GMP Bignums in D

GMP bindings

To get started, we first need bignum support. This will allow us to work with integers that are bigger than 32/64 bits.

The D library includes a std.bigint module, but we prefer to link in GMP, since that is faster for large operands.

After a short search I found some GMP bindings for D on GitHub. The file gmp.d is possibly autogenerated from gmp.h by some script, so we’ll make use of that. It allows us to access all of the functions in GMP via the C Foreign Function Interface in D. In particular, we’ll make use of the __mpz_struct data type and the mpz_blah functions for bignum integers.

A few small changes were necessary to gmp.d. I have a 64 bit machine, so __GMP_BITS_PER_MP_LIMB and GMP_LIMB_BITS need to be set to 64. Also, int and uint throughout have to be replaced with long and ulong (D’s 64 bit integer types). I also stripped anything that was not datatypes or function prototypes.

One problem with this header is that it assumes the global prefix symbol is a double underscore, an assumption that it not warranted on many platforms. Thus, for example, mpz_add is aliased to the hard coded __gmpz_add library symbol. However, D’s static compile time directives are probably powerful enough to work around this so that the code can be made portable. In my case, no change was required.

Simple bignum program

We can now write the following simple program (gmpex.d), which compiles with the line:

dmd gmpex.d /usr/local/lib/libmpir.a

assuming the GMP library has been installed in /usr/local

import gmp;
import std.stdio;
import std.string;

class ZZ
{
   __mpz_struct z;

   this() { mpz_init(&z); }

   ~this() { mpz_clear(&z); }

   this(int val) { mpz_init_set_si(&z, val); }

   override string toString()
   {
      char[] s = new char[mpz_sizeinbase(&z, 10)
                 + (z._mp_size <= 0)];
      mpz_get_str(s.ptr, 10, &z);
      return format("%s", s);
   }
}

void main()
{
   auto a = new ZZ(23);
   auto b = new ZZ(31);
   auto c = new ZZ();

   mpz_add(&c.z, &a.z, &b.z);

   writeln(c);
}

Classes vs structs

By default, D implements classes as structs with reference semantics. Nevertheless, the compiler wants the parameters of the mpz_add function to be of type __mpz_struct * (the same thing as an mpz_t in a C program) rather than ZZ, thus we have to pass references to the z field of the relevant ZZ’s to the mpz_add function.
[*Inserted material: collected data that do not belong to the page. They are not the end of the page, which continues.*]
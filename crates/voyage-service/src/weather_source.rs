//! HTTP-backed [`WeatherSource`] for live weather sampling.
//!
//! Uses a blocking `reqwest` client since [`WeatherSource::fetch`] is a
//! synchronous trait method; the weather updater already bounds
//! concurrency and staggers dispatch via a semaphore, so each blocking
//! call occupies one of a small, fixed number of tokio worker threads
//! at a time.

use serde::Deserialize;

use voyage_core::grid::Weather;
use voyage_core::weather::{FetchError, WeatherSource};

const DEFAULT_BASE_URL: &str = "https://marine-api.open-meteo.com/v1/marine";

/// Fetches current marine conditions from an Open-Meteo-compatible
/// marine weather endpoint.
pub struct HttpWeatherSource {
    client: reqwest::blocking::Client,
    base_url: String,
}

impl HttpWeatherSource {
    pub fn new() -> Self {
        Self::with_base_url(
            std::env::var("WEATHER_API_BASE_URL").unwrap_or_else(|_| DEFAULT_BASE_URL.to_string()),
        )
    }

    pub fn with_base_url(base_url: impl Into<String>) -> Self {
        Self {
            client: reqwest::blocking::Client::builder()
                .timeout(voyage_core::weather::FETCH_TIMEOUT)
                .build()
                .expect("weather HTTP client builds"),
            base_url: base_url.into(),
        }
    }
}

impl Default for HttpWeatherSource {
    fn default() -> Self {
        Self::new()
    }
}

#[derive(Debug, Deserialize)]
struct MarineResponse {
    current: CurrentMarine,
}

#[derive(Debug, Deserialize)]
struct CurrentMarine {
    #[serde(default)]
    temperature_2m: f64,
    #[serde(default)]
    wind_speed_10m: f64,
    #[serde(default)]
    wind_direction_10m: f64,
    #[serde(default)]
    wind_gusts_10m: f64,
    #[serde(default)]
    wave_height: f64,
    #[serde(default)]
    wave_direction: f64,
    #[serde(default)]
    wave_period: f64,
    #[serde(default = "default_visibility")]
    visibility: f64,
    #[serde(default)]
    cloud_cover: f64,
    #[serde(default)]
    precipitation: f64,
}

fn default_visibility() -> f64 {
    10.0
}

impl WeatherSource for HttpWeatherSource {
    fn fetch(&self, lat: f64, lon: f64) -> std::result::Result<Weather, FetchError> {
        let response = self
            .client
            .get(&self.base_url)
            .query(&[
                ("latitude", lat.to_string()),
                ("longitude", lon.to_string()),
                (
                    "current".to_string(),
                    "temperature_2m,wind_speed_10m,wind_direction_10m,wind_gusts_10m,\
                     wave_height,wave_direction,wave_period,visibility,cloud_cover,precipitation"
                        .to_string(),
                ),
            ])
            .send()
            .map_err(|_| FetchError::Unavailable)?;

        if response.status() == reqwest::StatusCode::TOO_MANY_REQUESTS {
            return Err(FetchError::RateLimited);
        }
        if !response.status().is_success() {
            return Err(FetchError::Unavailable);
        }

        let body: MarineResponse = response.json().map_err(|_| FetchError::Unavailable)?;
        let current = body.current;

        Ok(Weather {
            temperature: current.temperature_2m,
            wind_speed: current.wind_speed_10m,
            wind_direction: current.wind_direction_10m,
            wind_gusts: current.wind_gusts_10m,
            wave_height: current.wave_height,
            wave_direction: current.wave_direction,
            wave_period: current.wave_period,
            visibility: current.visibility,
            cloud_cover: current.cloud_cover,
            precipitation: current.precipitation,
            timestamp: chrono::Utc::now().timestamp(),
        })
    }
}
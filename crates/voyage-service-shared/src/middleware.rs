//! HTTP middleware for the ocean-routing microservices.
//!
//! This module provides:
//! - [`RequestId`]: Newtype for correlation ID extraction/generation
//! - [`extract_or_generate_request_id`]: Extract X-Request-ID header or generate UUID v7
//! - [`MetricsLayer`]: Tower middleware for recording HTTP metrics
//!
//! # Request ID Propagation
//!
//! The middleware extracts `X-Request-ID` header if present, otherwise generates
//! a new UUID v7 (time-sortable). The ID is injected into tracing spans for
//! correlation across log entries.
//!
//! # Metrics Recording
//!
//! The `MetricsLayer` records:
//! - `http_requests_total`: Counter by method, path, status bucket
//! - `http_request_duration_seconds`: Histogram by method, path
//! - `http_request_size_bytes`: Histogram by method, path
//! - `http_response_size_bytes`: Histogram by method, path

use std::future::Future;
use std::pin::Pin;
use std::task::{Context, Poll};
use std::time::Instant;

use axum::http::{HeaderMap, Request, Response};
use pin_project_lite::pin_project;
use tower::{Layer, Service};
use tracing::{info_span, Span};
use uuid::Uuid;

/// Newtype wrapper for request correlation IDs.
#[derive(Debug, Clone, PartialEq, Eq)]
pub struct RequestId(pub String);

impl RequestId {
    /// Create a new request ID from a string.
    pub fn new(id: impl Into<String>) -> Self {
        Self(id.into())
    }

    /// Generate a new UUID v7 request ID.
    pub fn generate() -> Self {
        Self(Uuid::now_v7().to_string())
    }

    /// Get the request ID as a string slice.
    pub fn as_str(&self) -> &str {
        &self.0
    }
}

impl std::fmt::Display for RequestId {
    fn fmt(&self, f: &mut std::fmt::Formatter<'_>) -> std::fmt::Result {
        write!(f, "{}", self.0)
    }
}

impl From<String> for RequestId {
    fn from(s: String) -> Self {
        Self(s)
    }
}

impl From<&str> for RequestId {
    fn from(s: &str) -> Self {
        Self(s.to_string())
    }
}

/// Extract the request ID from headers or generate a new UUID v7.
///
/// Looks for the `X-Request-ID` header (case-insensitive). If not present
/// or invalid UTF-8, generates a new UUID v7 (time-sortable).
///
/// # Arguments
///
/// * `headers` - HTTP headers to search for X-Request-ID
///
/// # Returns
///
/// A `RequestId` containing either the extracted ID or a newly generated UUID v7.
pub fn extract_or_generate_request_id(headers: &HeaderMap) -> RequestId {
    headers
        .get("x-request-id")
        .and_then(|v| v.to_str().ok())
        .filter(|s| !s.is_empty())
        .map(RequestId::from)
        .unwrap_or_else(RequestId::generate)
}

/// Normalize a request path for metric labels.
///
/// Strips query parameters and normalizes path segments to prevent
/// cardinality explosion in metrics.
///
/// # Arguments
///
/// * `path` - The full request path (may include query string)
///
/// # Returns
///
/// Normalized path without query parameters.
pub fn normalize_path(path: &str) -> &str {
    // Strip query string
    path.split('?').next().unwrap_or(path)
}

/// Convert HTTP status code to bucket label.
///
/// Groups status codes into buckets: "2xx", "3xx", "4xx", "5xx".
fn status_bucket(status: u16) -> &'static str {
    match status {
        200..=299 => "2xx",
        300..=399 => "3xx",
        400..=499 => "4xx",
        500..=599 => "5xx",
        _ => "other",
    }
}

// =============================================================================
// MetricsLayer - Tower middleware for HTTP metrics
// =============================================================================

/// Tower layer for recording HTTP metrics.
///
/// Wraps services to record:
/// - `http_requests_total`: Counter by method, path, status bucket
/// - `http_request_duration_seconds`: Histogram by method, path
/// - `http_request_size_bytes`: Histogram by method, path
/// - `http_response_size_bytes`: Histogram by method, path
#[derive(Debug, Clone)]
pub struct MetricsLayer;

impl<S> Layer<S> for MetricsLayer {
    type Service = MetricsMiddleware<S>;

    fn layer(&self, inner: S) -> Self::Service {
        MetricsMiddleware { inner }
    }
}

/// Middleware service that records HTTP metrics.
#[derive(Debug, Clone)]
pub struct MetricsMiddleware<S> {
    inner: S,
}

impl<S, ReqBody, ResBody> Service<Request<ReqBody>> for MetricsMiddleware<S>
where
    S: Service<Request<ReqBody>, Response = Response<ResBody>> + Clone + Send + 'static,
    S::Future: Send,
    ReqBody: http_body::Body + Send + 'static,
    ResBody: http_body::Body + Send + 'static,
{
    type Response = S::Response;
    type Error = S::Error;
    type Future = MetricsFuture<S::Future>;

    fn poll_ready(&mut self, cx: &mut Context<'_>) -> Poll<Result<(), Self::Error>> {
        self.inner.poll_ready(cx)
    }

    fn call(&mut self, req: Request<ReqBody>) -> Self::Future {
        let start = Instant::now();

        // Extract request metadata for metrics
        let method = req.method().to_string();
        let path = normalize_path(req.uri().path()).to_string();

        // Record request size
        if let Some(content_length) = req.headers().get(http::header::CONTENT_LENGTH) {
            if let Ok(size) = content_length.to_str().unwrap_or("0").parse::<f64>() {
                metrics::histogram!(
                    "http_request_size_bytes",
                    "method" => method.clone(),
                    "path" => path.clone()
                )
                .record(size);
            }
        }

        // Extract or generate request ID for tracing
        let request_id = extract_or_generate_request_id(req.headers());
        let remote_addr = req
            .extensions()
            .get::<std::net::SocketAddr>()
            .map(|a| a.to_string());

        // Create request span with correlation ID
        let span = info_span!(
            "request",
            request_id = %request_id,
            method = %method,
            path = %path,
            remote_addr = remote_addr.as_deref().unwrap_or("-"),
        );

        {
            let _enter = span.enter();
            tracing::info!("handling request");
        }

        let future = self.inner.call(req);

        MetricsFuture {
            inner: future,
            start,
            method,
            path,
            request_id,
            span,
        }
    }
}

pin_project! {
    /// Future wrapper that records metrics on completion.
    pub struct MetricsFuture<F> {
        #[pin]
        inner: F,
        start: Instant,
        method: String,
        path: String,
        request_id: RequestId,
        span: Span,
    }
}

impl<F, ResBody, E> Future for MetricsFuture<F>
where
    F: Future<Output = Result<Response<ResBody>, E>>,
    ResBody: http_body::Body,
{
    type Output = F::Output;

    fn poll(self: Pin<&mut Self>, cx: &mut Context<'_>) -> Poll<Self::Output> {
        let this = self.project();
        let _enter = this.span.enter();

        match this.inner.poll(cx) {
            Poll::Pending => Poll::Pending,
            Poll::Ready(result) => {
                let duration = this.start.elapsed();
                let duration_secs = duration.as_secs_f64();
                let latency_ms = duration.as_secs_f64() * 1000.0;

                match &result {
                    Ok(response) => {
                        let status = response.status().as_u16();
                        let status_label = status_bucket(status);

                        // Record request counter
                        metrics::counter!(
                            "http_requests_total",
                            "method" => this.method.clone(),
                            "path" => this.path.clone(),
                            "status" => status_label
                        )
                        .increment(1);

                        // Record duration histogram
                        metrics::histogram!(
                            "http_request_duration_seconds",
                            "method" => this.method.clone(),
                            "path" => this.path.clone()
                        )
                        .record(duration_secs);

                        // Record response size if available
                        if let Some(content_length) = response.headers().get(http::header::CONTENT_LENGTH) {
                            if let Ok(size) = content_length.to_str().unwrap_or("0").parse::<f64>() {
                                metrics::histogram!(
                                    "http_response_size_bytes",
                                    "method" => this.method.clone(),
                                    "path" => this.path.clone()
                                )
                                .record(size);
                            }
                        }

                        tracing::info!(
                            status = status,
                            latency_ms = latency_ms,
                            "request completed"
                        );
                    }
                    Err(_) => {
                        // Record as 5xx for errors
                        metrics::counter!(
                            "http_requests_total",
                            "method" => this.method.clone(),
                            "path" => this.path.clone(),
                            "status" => "5xx"
                        )
                        .increment(1);

                        metrics::histogram!(
                            "http_request_duration_seconds",
                            "method" => this.method.clone(),
                            "path" => this.path.clone()
                        )
                        .record(duration_secs);

                        tracing::error!(
                            latency_ms = latency_ms,
                            "request failed"
                        );
                    }
                }

                Poll::Ready(result)
            }
        }
    }
}
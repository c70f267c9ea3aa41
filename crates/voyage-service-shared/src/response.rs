//! Response wrapper for successful HTTP responses.

use axum::{
    response::{IntoResponse, Response},
    Json,
};
use serde::{Deserialize, Serialize};

/// Wrapper for successful responses with content type metadata.
///
/// This provides symmetry with `ProblemDetails` by including content type
/// information in the response body.
///
/// # Example
///
/// ```
/// use voyage_service_shared::ServiceResponse;
/// use serde::Serialize;
///
/// #[derive(Serialize)]
/// struct RouteResult {
///     hops: usize,
///     distance: f64,
/// }
///
/// let result = RouteResult { hops: 5, distance: 123.4 };
/// let response = ServiceResponse::new(result);
/// ```
#[derive(Debug, Clone, Serialize, Deserialize)]
pub struct ServiceResponse<T> {
    /// The actual response payload.
    #[serde(flatten)]
    pub data: T,

    /// Content type for this response.
    pub content_type: String,
}

impl<T> ServiceResponse<T> {
    /// Create a new successful response with the default content type.
    pub fn new(data: T) -> Self {
        Self {
            data,
            content_type: "application/json".to_string(),
        }
    }

    /// Create a response with a custom content type.
    pub fn with_content_type(data: T, content_type: impl Into<String>) -> Self {
        Self {
            data,
            content_type: content_type.into(),
        }
    }
}

impl<T> From<T> for ServiceResponse<T> {
    fn from(data: T) -> Self {
        Self::new(data)
    }
}

/// Implement IntoResponse for axum to return ServiceResponse as HTTP responses.
impl<T: Serialize> IntoResponse for ServiceResponse<T> {
    fn into_response(self) -> Response {
        Json(self).into_response()
    }
}

#[cfg(test)]
mod tests {
    use super::*;
    use serde::{Deserialize, Serialize};

    #[derive(Debug, Clone, Serialize, Deserialize, PartialEq)]
    struct TestData {
        value: i32,
    }

    #[test]
    fn test_response_serialization() {
        let response = ServiceResponse::new(TestData { value: 42 });
        let json = serde_json::to_string(&response).unwrap();

        assert!(json.contains("\"value\":42"));
        assert!(json.contains("\"content_type\":\"application/json\""));
    }

    #[test]
    fn test_custom_content_type() {
        let response = ServiceResponse::with_content_type(TestData { value: 1 }, "text/plain");
        assert_eq!(response.content_type, "text/plain");
    }

    #[test]
    fn test_response_from_trait() {
        let data = TestData { value: 99 };
        let response: ServiceResponse<TestData> = data.clone().into();
        assert_eq!(response.data, data);
        assert_eq!(response.content_type, "application/json");
    }

    #[test]
    fn test_response_flatten_serialization() {
        // Verify that #[serde(flatten)] works correctly
        #[derive(Debug, Serialize)]
        struct RouteResult {
            hops: usize,
            route: Vec<String>,
        }

        let result = RouteResult {
            hops: 3,
            route: vec!["Nod".to_string(), "Brana".to_string()],
        };
        let response = ServiceResponse::new(result);
        let json = serde_json::to_string(&response).unwrap();

        // Fields should be at the top level, not nested under "data"
        assert!(json.contains("\"hops\":3"));
        assert!(json.contains("\"route\":["));
        assert!(!json.contains("\"data\":{"));
    }

    #[test]
    fn test_response_deserialization() {
        let json = r#"{"value":42,"content_type":"application/json"}"#;
        let response: ServiceResponse<TestData> = serde_json::from_str(json).unwrap();
        assert_eq!(response.data.value, 42);
        assert_eq!(response.content_type, "application/json");
    }
}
The ZZ class is quite easy to understand. We have a couple of constructors, one which takes an int and gives us a ZZ whose contents are that int. The other takes no arguments and simply gives us ZZ containing an initialised mpz_t. These call the mpz_init_set_si and mpz_init functions respective.

We have a destructor which calls the mpz_clear function.

Finally, in order to allow us to print mpz_t’s we overload the toString method. It creates an array of characters of the correct size by computing the size of the bignum in base 10 (decimal) and adding 1 extra character for a sign or zero. The function fills the array using the mpz_get_str function and then converts it to a D string type using the format function.

Interestingly, the std.bigint module in D uses structs rather than classes to implement the bignums. This is because D uses value semantics for structs rather than reference semantics. This makes assignment very fast, but slows down operations like m++.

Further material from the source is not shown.